He emphasized that “God is watching us every day of our lives to see what we do with what he’s given us.” By giving to others, we are giving to God.
He closed his message by saying a prayer to thank God for all the blessings He had given and asked that protection be always upon everyone.
The Chief Justice said that while some may question his authority to speak on faith ― he being not being a priest, pastor, or a minister ― he stressed that he has faith “and faith is a matter of personal experience. So for one who has had his share of ups and downs for not just a few decades, I believe that I may have some conviction to speak on the matter.”

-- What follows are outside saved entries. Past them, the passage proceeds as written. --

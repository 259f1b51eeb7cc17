//! Manifest types and parsing for tabula.toml files.

mod file;
mod parse;
mod validate;

use std::path::PathBuf;

use serde::Deserialize;
use tabula_core::{CaseStyle, SingularizationMode};

pub use file::TabulaToml;
pub use parse::parse_manifest;
pub use validate::ParseContext;

/// Root manifest for tabula.toml
#[derive(Debug, Clone, Deserialize)]
#[serde(deny_unknown_fields)]
pub struct Manifest {
    /// Preview every generated file as a diff instead of writing it
    #[serde(default)]
    pub dry_run: bool,

    /// Input and output locations
    #[serde(default)]
    pub generator: GeneratorConfig,

    /// Identifier naming rules. Required to generate, but kept optional here
    /// so the generator can report its absence as a configuration error.
    pub naming: Option<NamingConfig>,
}

/// `[generator]` section
#[derive(Debug, Clone, Deserialize)]
#[serde(default, deny_unknown_fields)]
pub struct GeneratorConfig {
    /// Schema document produced by the database connector
    pub schema: PathBuf,
    /// Directory generated files are written to
    pub output: PathBuf,
    /// Extension of generated files, without the dot
    pub extension: String,
}

impl Default for GeneratorConfig {
    fn default() -> Self {
        Self {
            schema: PathBuf::from("schema.json"),
            output: PathBuf::from("src/models"),
            extension: "ts".to_string(),
        }
    }
}

/// `[naming]` section: per-target case rules.
///
/// An absent case style leaves names unchanged.
#[derive(Debug, Clone, Copy, Default, PartialEq, Eq, Deserialize)]
#[serde(default, deny_unknown_fields)]
pub struct NamingConfig {
    /// Case of generated model identifiers
    pub model: Option<CaseStyle>,
    /// Case of generated file names
    pub file: Option<CaseStyle>,
    /// Case of generated property identifiers
    pub property: Option<CaseStyle>,
    /// Singular/plural normalization of model and file names
    pub singularize_model: SingularizationMode,
}
//! Character-level diffs rendered with ANSI colors, or with text markers
//! when color is disabled.

use colored::Colorize;
use similar::{ChangeTag, TextDiff};

/// How a span of text differs between the old and new content.
#[derive(Debug, Clone, Copy, PartialEq, Eq)]
pub enum SpanKind {
    Unchanged,
    Added,
    Removed,
}

/// A maximal run of characters sharing one [`SpanKind`].
#[derive(Debug, Clone, PartialEq, Eq)]
pub struct DiffSpan {
    pub kind: SpanKind,
    pub text: String,
}

impl DiffSpan {
    fn new(kind: SpanKind, text: &str) -> Self {
        Self {
            kind,
            text: text.to_string(),
        }
    }
}

/// Compute a minimal character-level edit script from `old` to `new`.
///
/// Consecutive characters with the same kind are merged into one span.
pub fn char_diff(old: &str, new: &str) -> Vec<DiffSpan> {
    let diff = TextDiff::from_chars(old, new);
    let mut spans: Vec<DiffSpan> = Vec::new();

    for change in diff.iter_all_changes() {
        let kind = match change.tag() {
            ChangeTag::Equal => SpanKind::Unchanged,
            ChangeTag::Insert => SpanKind::Added,
            ChangeTag::Delete => SpanKind::Removed,
        };
        match spans.last_mut() {
            Some(last) if last.kind == kind => last.text.push_str(change.value()),
            _ => spans.push(DiffSpan::new(kind, change.value())),
        }
    }

    spans
}

/// Whether the edit script contains any addition or removal.
pub fn has_changes(spans: &[DiffSpan]) -> bool {
    spans.iter().any(|span| span.kind != SpanKind::Unchanged)
}

/// Render spans with a color per kind: green additions, red removals,
/// grey unchanged text. Each colored span is followed by a reset code.
///
/// When color is off (`NO_COLOR`, or output is not a terminal) additions are
/// wrapped as `{+…+}` and removals as `[-…-]` instead.
pub fn render_spans(spans: &[DiffSpan]) -> String {
    render_spans_with(spans, colored::control::SHOULD_COLORIZE.should_colorize())
}

fn render_spans_with(spans: &[DiffSpan], color: bool) -> String {
    spans
        .iter()
        .map(|span| match (span.kind, color) {
            (SpanKind::Added, true) => span.text.green().to_string(),
            (SpanKind::Removed, true) => span.text.red().to_string(),
            (SpanKind::Unchanged, true) => span.text.bright_black().to_string(),
            (SpanKind::Added, false) => format!("{{+{}+}}", span.text),
            (SpanKind::Removed, false) => format!("[-{}-]", span.text),
            (SpanKind::Unchanged, false) => span.text.clone(),
        })
        .collect()
}

#[cfg(test)]
mod tests {
    use super::*;

    #[test]
    fn test_identical_input_is_one_unchanged_span() {
        let spans = char_diff("hello\nworld\n", "hello\nworld\n");
        assert_eq!(spans, vec![DiffSpan::new(SpanKind::Unchanged, "hello\nworld\n")]);
        assert!(!has_changes(&spans));
    }

    #[test]
    fn test_single_character_edit() {
        let spans = char_diff("cat", "cut");
        assert_eq!(spans.len(), 4);
        assert_eq!(spans[0], DiffSpan::new(SpanKind::Unchanged, "c"));
        assert_eq!(spans[3], DiffSpan::new(SpanKind::Unchanged, "t"));
        assert!(spans[1..3].contains(&DiffSpan::new(SpanKind::Removed, "a")));
        assert!(spans[1..3].contains(&DiffSpan::new(SpanKind::Added, "u")));
        assert!(has_changes(&spans));
    }

    #[test]
    fn test_spans_reconstruct_both_sides() {
        let old = "export class User {\n  id!: number;\n}\n";
        let new = "export class Users {\n  id!: number;\n  name!: string;\n}\n";
        let spans = char_diff(old, new);

        let rebuilt_old: String = spans
            .iter()
            .filter(|s| s.kind != SpanKind::Added)
            .map(|s| s.text.as_str())
            .collect();
        let rebuilt_new: String = spans
            .iter()
            .filter(|s| s.kind != SpanKind::Removed)
            .map(|s| s.text.as_str())
            .collect();

        assert_eq!(rebuilt_old, old);
        assert_eq!(rebuilt_new, new);
    }

    #[test]
    fn test_render_spans_colors() {
        colored::control::set_override(true);

        let rendered = render_spans(&char_diff("ab", "ac"));
        assert!(rendered.starts_with("\u{1b}[90ma\u{1b}[0m"));
        assert!(rendered.contains("\u{1b}[31mb\u{1b}[0m"));
        assert!(rendered.contains("\u{1b}[32mc\u{1b}[0m"));
    }

    #[test]
    fn test_render_spans_without_color_uses_text_markers() {
        let spans = char_diff("cat", "cut");
        let rendered = render_spans_with(&spans, false);

        assert!(!rendered.contains('\u{1b}'));
        assert!(rendered.starts_with('c'));
        assert!(rendered.ends_with('t'));
        assert!(rendered.contains("[-a-]"));
        assert!(rendered.contains("{+u+}"));
        assert_eq!(render_spans_with(&char_diff("same", "same"), false), "same");
    }

    #[test]
    fn test_empty_inputs() {
        assert!(char_diff("", "").is_empty());
        assert_eq!(char_diff("", "x"), vec![DiffSpan::new(SpanKind::Added, "x")]);
    }
}
//! Schema to model-file generation.

use std::{
    fmt::Write as _,
    io::{self, Write},
    path::{Path, PathBuf},
};

use indexmap::IndexMap;
use tabula_core::{CodeFile, FileError, SaveOutcome, to_pascal_case};
use tabula_manifest::{Column, SchemaDocument, Table};
use tracing::{debug, info, warn};

use crate::{
    Error, Result,
    imports::ImportCollector,
    naming::NamingPolicy,
    template::{PlaceholderRenderer, Template, TemplateRenderer},
    type_mapper::{SequelizeTypeMapper, SqlType, TypeMapper, quote},
    vars::{
        PartialInitTemplateVars, PartialModelTemplateVars, init_template_vars, model_template_vars,
    },
};

/// Where and how generated files are materialized.
#[derive(Debug, Clone, PartialEq, Eq)]
pub struct GeneratorOptions {
    /// Directory every generated file is placed in
    pub output_dir: PathBuf,
    /// File extension, without the dot
    pub extension: String,
    /// Preview diffs instead of writing
    pub dry_run: bool,
}

impl GeneratorOptions {
    pub fn new(output_dir: impl Into<PathBuf>) -> Self {
        Self {
            output_dir: output_dir.into(),
            extension: "ts".to_string(),
            dry_run: false,
        }
    }

    pub fn extension(mut self, extension: impl Into<String>) -> Self {
        self.extension = extension.into();
        self
    }

    pub fn dry_run(mut self, dry_run: bool) -> Self {
        self.dry_run = dry_run;
        self
    }

    fn path_for(&self, stem: &str) -> PathBuf {
        self.output_dir.join(format!("{stem}.{}", self.extension))
    }
}

/// A file that could not be materialized.
#[derive(Debug, Clone, PartialEq, Eq)]
pub struct FailedFile {
    pub path: PathBuf,
    /// Attempted operation, e.g. "write"
    pub operation: &'static str,
    pub message: String,
}

impl From<&FileError> for FailedFile {
    fn from(err: &FileError) -> Self {
        let message = std::error::Error::source(err)
            .map(ToString::to_string)
            .unwrap_or_else(|| err.to_string());
        Self {
            path: err.path().to_path_buf(),
            operation: err.operation(),
            message,
        }
    }
}

/// Outcome of a generation run.
#[derive(Debug, Clone, Default, PartialEq, Eq)]
pub struct GenerateReport {
    pub written: Vec<PathBuf>,
    pub previewed: Vec<PathBuf>,
    pub failed: Vec<FailedFile>,
}

impl GenerateReport {
    /// True when every file was written or previewed.
    pub fn is_success(&self) -> bool {
        self.failed.is_empty()
    }

    /// Total number of files attempted.
    pub fn total(&self) -> usize {
        self.written.len() + self.previewed.len() + self.failed.len()
    }
}

/// A resolved column, ready to render.
#[derive(Debug, Clone)]
struct Property<'a> {
    column: &'a Column,
    name: String,
    ty: String,
    /// `ty`, widened by the mapper when the column is nullable
    declared_type: String,
    data_type: String,
    /// Enum type name when the column is enum-valued
    enum_name: Option<String>,
    /// May be omitted on creation
    optional: bool,
}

He mused that should his presence be questioned as appearing to be violative of the Constitution, particularly the principle of separation of Church and State, he said that he may “apply some legal reasoning.” The Chief Justice said: “While the Constitution, as a general idea, discourages entanglements between some established religion and government, it allows us the freedom to believe and of association, and the free exercise of our religion. Thus, I am certain that the Constitution does not preclude me, even as Chief Justice, from believing in a God and speaking before this gathering, for in fact, the Constitution itself, in its Preamble, recognizes the existence of, and even invokes a Supreme Being.”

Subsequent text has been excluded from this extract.